Морган подергал себя за бороду. Бросил на Эмили косой взгляд из-под бровей, уронил сигарету на пол и медленно, задумчиво растер ее каблуком. Опускаясь на краешек дивана, он, казалось, еще обдумывал что-то. А когда наклонился, чтобы поцеловать ее, от него повеяло своего рода лохматым теплом, как от какого-нибудь пушного зверька, запахом пепла и «ментолата».
1977
1
Дочь Моргана, Лиз, наконец-то родила – в наихолоднейшую ночь самого холодного, какой кто-либо помнил, февраля. Вылезать из постели и отвозить Лиз в больницу пришлось Моргану. Потом, разумеется, приехал из Теннесси ее муж Честер, и, когда Лиз выписали, она, Честер и малышка на несколько дней, которые требовались Лиз, чтобы набраться сил перед дальней дорогой, заняли ее прежнюю комнату. Между тем дом продолжал наполняться людьми – как будто вода поднималась из затопленного подвала. Несколько раз заглядывали Эми и Джин с детьми, из Шарлотсвилла приехали двойняшки, а из Нью-Йорка – семейство Молли, и ко времени, когда появились Кэйт с бойфрендом, разместить их было негде – только в кладовке на третьем этаже, под самой крышей. Это произошло в уик-энд. К понедельнику они разъедутся, напоминал себе Морган.

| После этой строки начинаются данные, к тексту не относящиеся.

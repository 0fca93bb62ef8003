use sqlx::sqlite::SqlitePoolOptions;
use sqlx::SqlitePool;

use crate::config::DatabaseConfig;
use crate::errors::{DbError, DbResult};

// Embed all migration SQL files at compile time
const MIGRATION_REPORT_REQUESTS: &str =
    include_str!("../migrations/20250601000000_report_requests.sql");
const MIGRATION_PARTICIPATION: &str =
    include_str!("../migrations/20250601000001_participation.sql");

// List of migrations with their names and SQL content
const MIGRATIONS: &[(&str, &str)] = &[
    ("20250601000000_report_requests.sql", MIGRATION_REPORT_REQUESTS),
    ("20250601000001_participation.sql", MIGRATION_PARTICIPATION),
];

/// Open a connection pool against the configured database.
pub async fn connect(config: &DatabaseConfig) -> DbResult<SqlitePool> {
    let pool = SqlitePoolOptions::new()
        .max_connections(config.max_connections)
        .connect(&config.url)
        .await
        .map_err(|e| DbError::ConnectionPool(e.to_string()))?;
    Ok(pool)
}

/// Apply all pending embedded migrations.
///
/// Applied migration names are tracked in a `_migrations` table so that
/// running this at every startup is idempotent.
pub async fn run_migrations(pool: &SqlitePool) -> DbResult<()> {
    sqlx::query(
        "CREATE TABLE IF NOT EXISTS _migrations (name TEXT PRIMARY KEY, applied_at TEXT NOT NULL)",
    )
    .execute(pool)
    .await?;

    for (name, sql) in MIGRATIONS {
        let applied: Option<(String,)> =
            sqlx::query_as("SELECT name FROM _migrations WHERE name = ?")
                .bind(name)
                .fetch_optional(pool)
                .await?;
        if applied.is_some() {
            continue;
        }

        log::info!("Applying migration {}", name);

        // SQLite executes one statement at a time, so split on the
        // statement separator.
        for statement in sql.split(';') {
            let statement = statement.trim();
            if statement.is_empty() {
                continue;
            }
            sqlx::query(statement)
                .execute(pool)
                .await
                .map_err(|e| DbError::Migration(format!("{}: {}", name, e)))?;
        }

        sqlx::query("INSERT INTO _migrations (name, applied_at) VALUES (?, ?)")
            .bind(name)
            .bind(chrono::Utc::now().to_rfc3339())
            .execute(pool)
            .await?;
    }

    Ok(())
}

#[cfg(test)]
pub(crate) async fn test_pool() -> SqlitePool {
    let pool = SqlitePoolOptions::new()
        .max_connections(1)
        .connect("sqlite::memory:")
        .await
        .expect("in-memory sqlite pool");
    run_migrations(&pool).await.expect("migrations");
    pool
}

#[cfg(test)]
mod tests {
    use super::*;

    #[tokio::test]
    async fn test_migrations_are_idempotent() {
        let pool = test_pool().await;
        run_migrations(&pool).await.expect("second run");

        let (count,): (i64,) = sqlx::query_as("SELECT COUNT(*) FROM _migrations")
            .fetch_one(&pool)
            .await
            .unwrap();
        assert_eq!(count as usize, MIGRATIONS.len());
    }

    #[tokio::test]
    async fn test_tables_exist_after_migrations() {
        let pool = test_pool().await;
        for table in ["report_requests", "generated_reports", "participation"] {
            let row: Option<(String,)> = sqlx::query_as(
                "SELECT name FROM sqlite_master WHERE type = 'table' AND name = ?",
            )
            .bind(table)
            .fetch_optional(&pool)
            .await
            .unwrap();
            assert!(row.is_some(), "missing table {}", table);
        }
    }
}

Он любил их всех, был без ума от них, но жизнь в доме стала несколько затруднительной. Дочери, которые не ладили в прошлом, лучше с тех пор ладить не стали. Новорожденная, похоже, страдала коликами. А времени на то, чтобы повидать Эмили, не оставалось вовсе.
– Если кормить детей на кухне, – сказала, загибая пальцы, Бонни, – в столовой будут сидеть за столом шестнадцать взрослых, или пятнадцать, если Лиз захочет поднос в постель, но тогда матери станут то и дело бегать проверять детей, поэтому лучше, наверное, накормить их пораньше. Хотя в этом случае, едва мы сядем за стол, дети начнут носиться вокруг нас как сумасшедшие, к тому же – только сейчас вспомнила – Лиз сказала, что в половине восьмого заглянет ее старая соседка по колледжу, поэтому садиться есть слишком поздно мы не можем. Или она подразумевала, что соседка придет на ужин, как по-твоему? Но тогда за столом окажется семнадцать человек, то есть если Лиз не захочет есть в постели, а она, естественно, не захочет, раз ее подруга будет сидеть внизу, а приборов у нас хватит только на шестнадцать, значит, придется разделиться, скажем, я, ты, Бриндл и твоя мама – в первую смену, а во вторую девочки с мужьями и… о господи, Дэвид же, насколько я знаю, еврей. Ничего, что я ветчину на стол подаю?